(Collected data)
****************************************

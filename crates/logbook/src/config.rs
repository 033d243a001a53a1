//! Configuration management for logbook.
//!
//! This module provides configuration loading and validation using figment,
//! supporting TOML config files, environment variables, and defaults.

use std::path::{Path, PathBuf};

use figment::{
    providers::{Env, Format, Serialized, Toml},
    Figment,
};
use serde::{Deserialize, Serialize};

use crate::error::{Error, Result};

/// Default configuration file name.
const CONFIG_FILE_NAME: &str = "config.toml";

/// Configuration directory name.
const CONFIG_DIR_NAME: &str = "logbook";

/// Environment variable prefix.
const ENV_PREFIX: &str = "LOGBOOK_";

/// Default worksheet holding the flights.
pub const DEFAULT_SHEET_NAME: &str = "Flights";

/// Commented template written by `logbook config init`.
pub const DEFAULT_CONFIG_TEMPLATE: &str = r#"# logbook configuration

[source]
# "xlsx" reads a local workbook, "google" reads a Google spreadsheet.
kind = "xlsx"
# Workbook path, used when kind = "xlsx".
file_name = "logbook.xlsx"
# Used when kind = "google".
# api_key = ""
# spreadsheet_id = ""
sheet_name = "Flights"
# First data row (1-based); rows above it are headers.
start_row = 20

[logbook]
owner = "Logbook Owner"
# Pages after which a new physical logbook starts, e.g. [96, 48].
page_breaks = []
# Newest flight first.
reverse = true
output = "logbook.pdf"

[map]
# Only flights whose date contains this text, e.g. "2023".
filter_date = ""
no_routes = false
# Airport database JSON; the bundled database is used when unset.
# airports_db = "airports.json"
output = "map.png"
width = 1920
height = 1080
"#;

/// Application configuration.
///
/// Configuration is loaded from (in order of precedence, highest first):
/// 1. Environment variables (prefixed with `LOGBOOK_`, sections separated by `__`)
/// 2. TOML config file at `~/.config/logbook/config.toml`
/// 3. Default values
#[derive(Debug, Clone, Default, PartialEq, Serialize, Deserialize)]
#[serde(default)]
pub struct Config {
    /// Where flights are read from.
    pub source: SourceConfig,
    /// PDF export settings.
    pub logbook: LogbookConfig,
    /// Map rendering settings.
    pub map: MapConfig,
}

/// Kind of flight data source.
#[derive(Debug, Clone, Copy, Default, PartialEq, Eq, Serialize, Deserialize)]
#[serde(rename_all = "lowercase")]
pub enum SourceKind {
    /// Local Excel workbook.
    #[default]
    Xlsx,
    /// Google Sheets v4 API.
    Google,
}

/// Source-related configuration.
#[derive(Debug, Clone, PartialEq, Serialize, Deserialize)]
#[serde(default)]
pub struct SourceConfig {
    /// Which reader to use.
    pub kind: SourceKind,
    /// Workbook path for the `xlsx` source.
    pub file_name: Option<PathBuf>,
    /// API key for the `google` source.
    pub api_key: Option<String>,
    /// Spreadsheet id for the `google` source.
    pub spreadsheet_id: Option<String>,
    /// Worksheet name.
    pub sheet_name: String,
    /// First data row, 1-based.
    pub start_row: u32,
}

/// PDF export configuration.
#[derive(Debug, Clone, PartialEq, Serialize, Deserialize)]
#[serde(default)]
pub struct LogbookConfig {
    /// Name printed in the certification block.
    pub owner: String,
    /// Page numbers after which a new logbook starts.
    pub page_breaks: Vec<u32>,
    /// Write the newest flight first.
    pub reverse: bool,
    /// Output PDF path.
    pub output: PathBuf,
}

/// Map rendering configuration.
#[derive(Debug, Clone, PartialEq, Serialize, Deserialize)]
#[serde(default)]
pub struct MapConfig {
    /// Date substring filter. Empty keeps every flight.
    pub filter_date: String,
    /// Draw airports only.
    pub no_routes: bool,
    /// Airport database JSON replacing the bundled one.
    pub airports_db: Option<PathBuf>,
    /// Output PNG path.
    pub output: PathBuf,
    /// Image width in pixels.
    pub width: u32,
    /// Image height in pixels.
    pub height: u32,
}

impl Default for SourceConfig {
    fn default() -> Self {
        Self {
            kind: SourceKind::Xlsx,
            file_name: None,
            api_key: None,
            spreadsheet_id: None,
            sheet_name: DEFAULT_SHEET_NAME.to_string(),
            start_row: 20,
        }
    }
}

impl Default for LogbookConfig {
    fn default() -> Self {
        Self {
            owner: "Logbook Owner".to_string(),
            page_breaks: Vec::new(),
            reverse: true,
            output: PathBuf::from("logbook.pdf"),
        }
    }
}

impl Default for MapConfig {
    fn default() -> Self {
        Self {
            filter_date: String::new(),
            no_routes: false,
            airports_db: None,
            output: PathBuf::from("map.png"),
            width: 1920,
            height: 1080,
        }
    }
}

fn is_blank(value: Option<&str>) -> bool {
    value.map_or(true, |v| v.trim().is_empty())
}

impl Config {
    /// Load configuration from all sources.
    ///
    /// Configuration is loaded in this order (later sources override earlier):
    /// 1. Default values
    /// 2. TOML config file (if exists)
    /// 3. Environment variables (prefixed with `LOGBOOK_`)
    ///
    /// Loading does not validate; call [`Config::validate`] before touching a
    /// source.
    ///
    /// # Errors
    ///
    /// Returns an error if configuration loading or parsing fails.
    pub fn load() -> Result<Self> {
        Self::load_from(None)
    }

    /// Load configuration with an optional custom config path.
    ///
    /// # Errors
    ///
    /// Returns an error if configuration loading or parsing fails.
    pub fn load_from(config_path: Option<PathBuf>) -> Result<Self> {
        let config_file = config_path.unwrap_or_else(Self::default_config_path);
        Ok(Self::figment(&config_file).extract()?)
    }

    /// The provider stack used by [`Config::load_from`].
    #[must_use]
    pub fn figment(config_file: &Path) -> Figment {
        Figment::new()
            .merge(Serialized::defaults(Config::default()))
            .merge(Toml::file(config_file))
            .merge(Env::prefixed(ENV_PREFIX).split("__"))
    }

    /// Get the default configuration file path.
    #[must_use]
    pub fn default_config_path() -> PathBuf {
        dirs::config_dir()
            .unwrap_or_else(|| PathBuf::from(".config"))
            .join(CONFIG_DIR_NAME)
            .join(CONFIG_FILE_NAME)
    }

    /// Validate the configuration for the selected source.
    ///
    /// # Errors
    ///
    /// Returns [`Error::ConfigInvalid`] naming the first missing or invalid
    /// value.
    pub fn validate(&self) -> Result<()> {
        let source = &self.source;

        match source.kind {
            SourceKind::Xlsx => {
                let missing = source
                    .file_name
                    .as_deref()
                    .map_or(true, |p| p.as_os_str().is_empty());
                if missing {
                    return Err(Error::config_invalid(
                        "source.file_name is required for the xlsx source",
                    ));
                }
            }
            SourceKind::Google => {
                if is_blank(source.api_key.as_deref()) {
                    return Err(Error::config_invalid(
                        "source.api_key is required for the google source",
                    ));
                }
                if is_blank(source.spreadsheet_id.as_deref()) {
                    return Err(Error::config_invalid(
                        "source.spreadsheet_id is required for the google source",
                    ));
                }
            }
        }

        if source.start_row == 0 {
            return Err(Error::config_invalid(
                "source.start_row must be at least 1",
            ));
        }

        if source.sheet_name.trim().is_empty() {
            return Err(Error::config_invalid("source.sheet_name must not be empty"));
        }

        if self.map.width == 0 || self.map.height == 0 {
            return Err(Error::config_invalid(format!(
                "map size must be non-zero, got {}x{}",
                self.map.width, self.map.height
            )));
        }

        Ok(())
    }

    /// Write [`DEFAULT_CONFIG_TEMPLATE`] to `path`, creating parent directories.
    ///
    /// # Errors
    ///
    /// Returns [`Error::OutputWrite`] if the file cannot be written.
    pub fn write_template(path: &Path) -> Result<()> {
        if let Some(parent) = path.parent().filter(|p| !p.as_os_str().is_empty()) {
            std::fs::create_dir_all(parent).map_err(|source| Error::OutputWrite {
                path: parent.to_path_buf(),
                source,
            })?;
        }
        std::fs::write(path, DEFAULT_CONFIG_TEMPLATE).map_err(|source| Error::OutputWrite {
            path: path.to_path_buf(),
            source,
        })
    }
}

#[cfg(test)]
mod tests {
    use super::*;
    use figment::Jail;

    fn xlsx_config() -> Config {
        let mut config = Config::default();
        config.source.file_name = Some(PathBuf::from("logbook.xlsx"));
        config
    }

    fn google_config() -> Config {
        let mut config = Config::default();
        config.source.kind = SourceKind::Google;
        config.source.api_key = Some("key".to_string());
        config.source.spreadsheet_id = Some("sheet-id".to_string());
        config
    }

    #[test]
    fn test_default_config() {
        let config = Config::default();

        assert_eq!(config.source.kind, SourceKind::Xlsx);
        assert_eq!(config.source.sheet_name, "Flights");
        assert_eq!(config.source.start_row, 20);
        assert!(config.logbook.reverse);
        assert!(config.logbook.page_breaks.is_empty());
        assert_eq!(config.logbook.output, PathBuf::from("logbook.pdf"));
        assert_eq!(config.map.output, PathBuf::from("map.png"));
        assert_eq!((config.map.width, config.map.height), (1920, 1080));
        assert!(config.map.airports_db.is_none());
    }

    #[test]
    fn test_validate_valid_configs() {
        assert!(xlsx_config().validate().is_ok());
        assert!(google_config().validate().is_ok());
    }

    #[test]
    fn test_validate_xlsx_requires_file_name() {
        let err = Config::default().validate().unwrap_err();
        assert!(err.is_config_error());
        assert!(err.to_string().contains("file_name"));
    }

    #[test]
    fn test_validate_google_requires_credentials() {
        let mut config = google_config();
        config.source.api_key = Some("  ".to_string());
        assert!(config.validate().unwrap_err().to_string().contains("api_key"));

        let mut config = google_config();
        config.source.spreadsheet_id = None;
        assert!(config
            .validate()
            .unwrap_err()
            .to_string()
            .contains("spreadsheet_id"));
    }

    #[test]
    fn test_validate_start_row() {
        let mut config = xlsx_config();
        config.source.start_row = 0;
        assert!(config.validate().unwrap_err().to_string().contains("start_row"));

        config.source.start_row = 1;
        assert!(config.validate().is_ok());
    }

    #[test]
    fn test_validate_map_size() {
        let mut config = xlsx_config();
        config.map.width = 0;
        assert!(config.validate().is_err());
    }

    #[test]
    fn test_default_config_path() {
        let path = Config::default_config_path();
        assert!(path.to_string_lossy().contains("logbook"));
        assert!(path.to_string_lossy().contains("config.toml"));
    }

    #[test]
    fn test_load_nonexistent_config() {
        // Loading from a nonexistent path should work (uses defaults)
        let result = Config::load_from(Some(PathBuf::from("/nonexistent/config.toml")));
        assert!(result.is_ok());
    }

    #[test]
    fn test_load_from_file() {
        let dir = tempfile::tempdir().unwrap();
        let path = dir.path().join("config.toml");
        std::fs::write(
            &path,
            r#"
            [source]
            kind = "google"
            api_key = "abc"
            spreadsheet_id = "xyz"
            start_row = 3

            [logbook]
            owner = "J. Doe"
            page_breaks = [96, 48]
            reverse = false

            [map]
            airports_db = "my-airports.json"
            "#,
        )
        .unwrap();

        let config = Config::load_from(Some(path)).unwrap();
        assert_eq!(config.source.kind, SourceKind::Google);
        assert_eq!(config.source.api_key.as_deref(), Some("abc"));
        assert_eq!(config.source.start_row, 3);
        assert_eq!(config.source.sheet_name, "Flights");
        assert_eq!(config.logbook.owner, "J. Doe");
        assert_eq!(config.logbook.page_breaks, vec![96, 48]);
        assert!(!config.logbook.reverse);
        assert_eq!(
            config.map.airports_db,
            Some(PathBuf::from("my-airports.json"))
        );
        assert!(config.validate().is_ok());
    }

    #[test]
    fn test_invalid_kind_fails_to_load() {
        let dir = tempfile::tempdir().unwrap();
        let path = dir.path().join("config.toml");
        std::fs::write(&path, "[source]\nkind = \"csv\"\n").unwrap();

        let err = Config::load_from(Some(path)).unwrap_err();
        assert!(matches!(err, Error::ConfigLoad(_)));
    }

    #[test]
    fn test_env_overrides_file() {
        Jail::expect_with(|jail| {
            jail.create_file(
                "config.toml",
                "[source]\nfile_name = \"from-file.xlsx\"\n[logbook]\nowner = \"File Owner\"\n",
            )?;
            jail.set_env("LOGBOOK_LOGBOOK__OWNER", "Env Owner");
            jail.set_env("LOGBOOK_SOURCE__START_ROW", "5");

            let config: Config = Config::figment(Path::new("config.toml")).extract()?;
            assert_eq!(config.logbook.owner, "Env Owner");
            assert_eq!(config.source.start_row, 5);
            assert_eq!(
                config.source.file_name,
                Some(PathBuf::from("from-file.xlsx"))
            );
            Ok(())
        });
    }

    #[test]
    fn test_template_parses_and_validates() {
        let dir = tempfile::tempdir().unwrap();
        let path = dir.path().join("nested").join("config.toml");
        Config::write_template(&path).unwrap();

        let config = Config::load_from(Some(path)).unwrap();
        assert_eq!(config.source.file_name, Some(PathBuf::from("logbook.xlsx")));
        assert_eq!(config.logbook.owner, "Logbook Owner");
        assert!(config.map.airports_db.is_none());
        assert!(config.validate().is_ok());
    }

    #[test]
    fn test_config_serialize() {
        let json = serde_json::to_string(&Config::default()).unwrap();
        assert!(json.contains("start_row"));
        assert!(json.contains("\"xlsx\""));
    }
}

****************************************

▸ **WORK TASK**:
Tally the lines in the records that hold the word "trim". Give only the total.

▸ **YOUR RESPONSE**:
2